#### Material provided

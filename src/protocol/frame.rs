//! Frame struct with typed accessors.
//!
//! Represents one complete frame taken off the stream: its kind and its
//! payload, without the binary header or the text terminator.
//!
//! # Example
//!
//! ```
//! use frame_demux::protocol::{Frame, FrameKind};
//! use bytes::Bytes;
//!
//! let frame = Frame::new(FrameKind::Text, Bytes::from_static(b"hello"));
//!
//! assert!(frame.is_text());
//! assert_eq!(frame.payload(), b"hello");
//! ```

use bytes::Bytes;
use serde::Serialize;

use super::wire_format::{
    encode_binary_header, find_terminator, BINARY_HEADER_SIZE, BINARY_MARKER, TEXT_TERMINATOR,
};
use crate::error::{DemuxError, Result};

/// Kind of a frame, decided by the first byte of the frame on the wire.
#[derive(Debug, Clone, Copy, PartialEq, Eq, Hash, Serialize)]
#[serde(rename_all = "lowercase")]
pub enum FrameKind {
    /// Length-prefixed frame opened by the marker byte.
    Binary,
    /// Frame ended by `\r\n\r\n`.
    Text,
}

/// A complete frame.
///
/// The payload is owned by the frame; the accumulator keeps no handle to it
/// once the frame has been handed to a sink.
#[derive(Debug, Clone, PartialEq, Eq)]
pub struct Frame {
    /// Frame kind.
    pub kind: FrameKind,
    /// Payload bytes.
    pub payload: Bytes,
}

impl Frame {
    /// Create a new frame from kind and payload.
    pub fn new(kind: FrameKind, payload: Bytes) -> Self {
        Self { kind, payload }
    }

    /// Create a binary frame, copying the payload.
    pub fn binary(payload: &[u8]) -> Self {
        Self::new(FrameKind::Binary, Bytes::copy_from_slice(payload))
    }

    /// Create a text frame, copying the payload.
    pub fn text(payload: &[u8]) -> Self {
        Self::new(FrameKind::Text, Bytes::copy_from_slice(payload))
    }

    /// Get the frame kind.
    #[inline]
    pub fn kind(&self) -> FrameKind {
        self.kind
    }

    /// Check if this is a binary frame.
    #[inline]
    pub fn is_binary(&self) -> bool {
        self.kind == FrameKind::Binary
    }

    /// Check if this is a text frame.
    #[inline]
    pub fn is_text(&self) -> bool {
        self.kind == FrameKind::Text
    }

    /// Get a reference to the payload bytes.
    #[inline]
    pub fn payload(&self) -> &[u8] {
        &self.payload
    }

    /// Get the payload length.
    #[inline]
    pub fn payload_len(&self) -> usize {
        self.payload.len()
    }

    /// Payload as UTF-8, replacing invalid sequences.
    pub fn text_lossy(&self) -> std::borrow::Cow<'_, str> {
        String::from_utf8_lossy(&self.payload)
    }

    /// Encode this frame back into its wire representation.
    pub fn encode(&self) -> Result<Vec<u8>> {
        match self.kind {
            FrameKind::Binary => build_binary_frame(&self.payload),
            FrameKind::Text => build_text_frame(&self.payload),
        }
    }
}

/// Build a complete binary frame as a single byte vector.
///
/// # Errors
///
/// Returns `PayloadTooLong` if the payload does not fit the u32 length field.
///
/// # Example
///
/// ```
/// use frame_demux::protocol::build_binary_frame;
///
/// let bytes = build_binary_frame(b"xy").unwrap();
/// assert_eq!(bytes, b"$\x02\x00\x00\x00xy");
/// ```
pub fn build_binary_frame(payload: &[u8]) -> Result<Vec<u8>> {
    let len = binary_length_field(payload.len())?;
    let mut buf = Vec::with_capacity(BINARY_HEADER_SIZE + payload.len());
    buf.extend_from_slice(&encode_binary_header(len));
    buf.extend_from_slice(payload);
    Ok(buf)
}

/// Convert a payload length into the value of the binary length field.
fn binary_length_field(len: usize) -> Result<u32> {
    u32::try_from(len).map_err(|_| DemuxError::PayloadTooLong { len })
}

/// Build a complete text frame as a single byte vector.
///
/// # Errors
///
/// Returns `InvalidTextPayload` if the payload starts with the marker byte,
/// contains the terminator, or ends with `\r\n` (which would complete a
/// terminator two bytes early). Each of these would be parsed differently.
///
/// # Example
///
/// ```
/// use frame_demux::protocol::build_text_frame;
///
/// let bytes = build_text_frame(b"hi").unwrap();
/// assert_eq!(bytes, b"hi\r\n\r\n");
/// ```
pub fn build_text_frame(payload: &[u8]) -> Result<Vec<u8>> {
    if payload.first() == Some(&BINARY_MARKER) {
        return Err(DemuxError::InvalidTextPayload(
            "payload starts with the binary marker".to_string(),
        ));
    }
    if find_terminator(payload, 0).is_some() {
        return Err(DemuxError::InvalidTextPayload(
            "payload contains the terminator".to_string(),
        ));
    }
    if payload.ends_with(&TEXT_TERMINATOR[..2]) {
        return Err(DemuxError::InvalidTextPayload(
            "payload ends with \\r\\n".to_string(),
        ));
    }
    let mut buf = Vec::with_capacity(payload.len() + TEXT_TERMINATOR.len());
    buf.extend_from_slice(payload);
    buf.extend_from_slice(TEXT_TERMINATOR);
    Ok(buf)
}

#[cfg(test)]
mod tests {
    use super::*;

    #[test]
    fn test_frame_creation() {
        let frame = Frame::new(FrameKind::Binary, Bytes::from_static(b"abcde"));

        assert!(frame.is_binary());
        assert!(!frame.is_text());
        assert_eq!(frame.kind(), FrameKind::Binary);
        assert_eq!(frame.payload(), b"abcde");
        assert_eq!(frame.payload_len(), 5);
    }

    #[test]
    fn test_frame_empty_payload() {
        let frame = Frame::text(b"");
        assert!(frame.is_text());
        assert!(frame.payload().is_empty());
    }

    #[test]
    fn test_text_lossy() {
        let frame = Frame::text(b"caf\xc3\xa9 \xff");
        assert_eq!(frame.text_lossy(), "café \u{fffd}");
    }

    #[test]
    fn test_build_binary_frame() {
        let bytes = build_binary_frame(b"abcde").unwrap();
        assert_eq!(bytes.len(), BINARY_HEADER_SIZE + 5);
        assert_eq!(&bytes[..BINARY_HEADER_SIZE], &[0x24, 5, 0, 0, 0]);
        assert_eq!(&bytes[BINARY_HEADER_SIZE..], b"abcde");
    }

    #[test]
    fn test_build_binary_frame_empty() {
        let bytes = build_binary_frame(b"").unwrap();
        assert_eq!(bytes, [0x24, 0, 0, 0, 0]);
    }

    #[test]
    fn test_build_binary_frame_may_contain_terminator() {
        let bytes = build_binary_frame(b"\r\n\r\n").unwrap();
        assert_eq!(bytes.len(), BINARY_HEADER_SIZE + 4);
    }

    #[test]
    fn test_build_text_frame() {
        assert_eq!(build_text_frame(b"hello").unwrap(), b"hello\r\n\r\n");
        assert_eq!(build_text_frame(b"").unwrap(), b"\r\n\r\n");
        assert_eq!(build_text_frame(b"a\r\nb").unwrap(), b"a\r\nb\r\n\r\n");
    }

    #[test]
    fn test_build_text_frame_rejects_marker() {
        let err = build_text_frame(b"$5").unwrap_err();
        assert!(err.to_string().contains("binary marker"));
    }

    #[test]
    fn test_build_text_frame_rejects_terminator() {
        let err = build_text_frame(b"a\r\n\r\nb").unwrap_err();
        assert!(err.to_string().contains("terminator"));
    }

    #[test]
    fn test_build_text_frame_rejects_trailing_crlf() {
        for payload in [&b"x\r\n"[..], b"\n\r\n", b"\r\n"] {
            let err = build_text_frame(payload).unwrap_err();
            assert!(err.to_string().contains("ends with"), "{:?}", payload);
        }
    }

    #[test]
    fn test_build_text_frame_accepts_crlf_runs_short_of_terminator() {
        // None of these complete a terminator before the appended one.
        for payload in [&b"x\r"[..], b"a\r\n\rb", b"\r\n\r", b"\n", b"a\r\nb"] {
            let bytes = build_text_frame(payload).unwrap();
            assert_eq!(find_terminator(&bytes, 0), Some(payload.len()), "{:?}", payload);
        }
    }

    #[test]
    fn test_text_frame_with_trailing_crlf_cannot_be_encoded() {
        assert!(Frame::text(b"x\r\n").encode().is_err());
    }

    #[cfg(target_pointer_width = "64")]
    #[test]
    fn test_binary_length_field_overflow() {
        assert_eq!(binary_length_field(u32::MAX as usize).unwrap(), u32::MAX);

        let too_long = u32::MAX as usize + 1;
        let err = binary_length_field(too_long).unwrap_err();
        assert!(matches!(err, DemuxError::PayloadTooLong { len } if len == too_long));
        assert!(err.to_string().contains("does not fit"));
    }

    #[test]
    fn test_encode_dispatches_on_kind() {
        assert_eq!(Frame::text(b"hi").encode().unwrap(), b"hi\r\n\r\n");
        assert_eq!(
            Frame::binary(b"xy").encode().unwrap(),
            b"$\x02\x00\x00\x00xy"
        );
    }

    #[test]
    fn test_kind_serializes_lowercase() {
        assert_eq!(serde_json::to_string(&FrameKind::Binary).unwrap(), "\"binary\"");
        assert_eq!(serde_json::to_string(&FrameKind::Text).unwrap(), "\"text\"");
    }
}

########
#### Material provided

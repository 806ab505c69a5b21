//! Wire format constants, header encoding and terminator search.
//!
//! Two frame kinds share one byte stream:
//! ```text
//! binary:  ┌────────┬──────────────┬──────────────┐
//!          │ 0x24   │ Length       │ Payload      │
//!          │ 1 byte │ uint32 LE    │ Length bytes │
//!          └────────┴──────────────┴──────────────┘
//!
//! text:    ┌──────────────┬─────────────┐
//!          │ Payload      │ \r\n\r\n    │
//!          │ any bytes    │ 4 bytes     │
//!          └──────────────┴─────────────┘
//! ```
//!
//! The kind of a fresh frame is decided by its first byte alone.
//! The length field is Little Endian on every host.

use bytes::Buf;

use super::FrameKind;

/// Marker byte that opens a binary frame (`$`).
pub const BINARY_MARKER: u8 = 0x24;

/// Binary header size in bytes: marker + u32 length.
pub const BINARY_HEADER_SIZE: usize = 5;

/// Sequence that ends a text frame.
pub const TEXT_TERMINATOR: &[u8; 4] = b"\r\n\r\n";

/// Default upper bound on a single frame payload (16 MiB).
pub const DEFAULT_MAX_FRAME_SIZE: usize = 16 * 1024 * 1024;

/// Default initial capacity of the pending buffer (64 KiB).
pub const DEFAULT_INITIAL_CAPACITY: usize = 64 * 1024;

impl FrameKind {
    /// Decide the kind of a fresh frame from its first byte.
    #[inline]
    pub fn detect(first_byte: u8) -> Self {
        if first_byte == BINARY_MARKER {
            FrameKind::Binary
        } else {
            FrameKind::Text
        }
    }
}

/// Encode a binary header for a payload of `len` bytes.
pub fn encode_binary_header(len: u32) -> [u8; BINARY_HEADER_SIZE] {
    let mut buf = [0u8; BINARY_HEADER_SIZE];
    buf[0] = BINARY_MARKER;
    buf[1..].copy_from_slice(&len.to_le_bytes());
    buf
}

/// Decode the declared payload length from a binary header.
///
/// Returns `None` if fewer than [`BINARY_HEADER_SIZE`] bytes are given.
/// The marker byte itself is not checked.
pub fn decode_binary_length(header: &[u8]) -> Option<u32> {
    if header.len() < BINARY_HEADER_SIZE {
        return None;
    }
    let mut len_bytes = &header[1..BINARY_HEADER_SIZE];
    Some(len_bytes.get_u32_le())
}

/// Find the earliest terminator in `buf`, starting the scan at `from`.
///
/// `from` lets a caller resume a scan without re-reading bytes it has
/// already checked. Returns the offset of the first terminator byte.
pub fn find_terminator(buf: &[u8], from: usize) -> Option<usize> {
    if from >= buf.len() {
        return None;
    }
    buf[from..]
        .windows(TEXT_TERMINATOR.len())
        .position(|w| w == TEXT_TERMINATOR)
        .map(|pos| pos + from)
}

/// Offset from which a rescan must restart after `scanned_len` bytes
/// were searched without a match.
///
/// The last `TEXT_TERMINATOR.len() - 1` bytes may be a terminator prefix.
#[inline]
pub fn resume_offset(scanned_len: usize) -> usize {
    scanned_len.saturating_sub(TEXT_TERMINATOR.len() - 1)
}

########
#### Material provided

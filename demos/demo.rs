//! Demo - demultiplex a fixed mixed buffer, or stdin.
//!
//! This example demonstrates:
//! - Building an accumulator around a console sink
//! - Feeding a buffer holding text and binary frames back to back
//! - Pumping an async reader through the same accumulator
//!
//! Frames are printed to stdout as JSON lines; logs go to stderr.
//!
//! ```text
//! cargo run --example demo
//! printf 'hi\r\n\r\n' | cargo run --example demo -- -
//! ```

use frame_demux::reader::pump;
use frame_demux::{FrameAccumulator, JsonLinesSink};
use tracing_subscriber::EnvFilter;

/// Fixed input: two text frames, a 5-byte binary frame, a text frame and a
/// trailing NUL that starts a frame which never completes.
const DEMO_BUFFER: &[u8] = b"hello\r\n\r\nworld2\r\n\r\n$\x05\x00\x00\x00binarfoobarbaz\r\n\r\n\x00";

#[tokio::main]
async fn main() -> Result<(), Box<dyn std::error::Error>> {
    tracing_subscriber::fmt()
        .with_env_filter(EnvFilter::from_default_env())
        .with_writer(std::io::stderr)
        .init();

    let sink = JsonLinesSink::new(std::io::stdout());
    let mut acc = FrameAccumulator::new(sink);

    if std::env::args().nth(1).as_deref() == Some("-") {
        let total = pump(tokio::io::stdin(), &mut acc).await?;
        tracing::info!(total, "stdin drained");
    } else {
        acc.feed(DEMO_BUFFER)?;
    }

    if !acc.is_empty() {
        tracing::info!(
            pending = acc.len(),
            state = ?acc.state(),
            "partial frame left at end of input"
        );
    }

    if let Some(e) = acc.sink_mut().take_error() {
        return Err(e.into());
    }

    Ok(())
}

########

From the entries, copy out each line containing the word "would".

/// contains the terminator, or ends with `\r\n` (which would complete a
/// terminator two bytes early). Each of these would be parsed differently.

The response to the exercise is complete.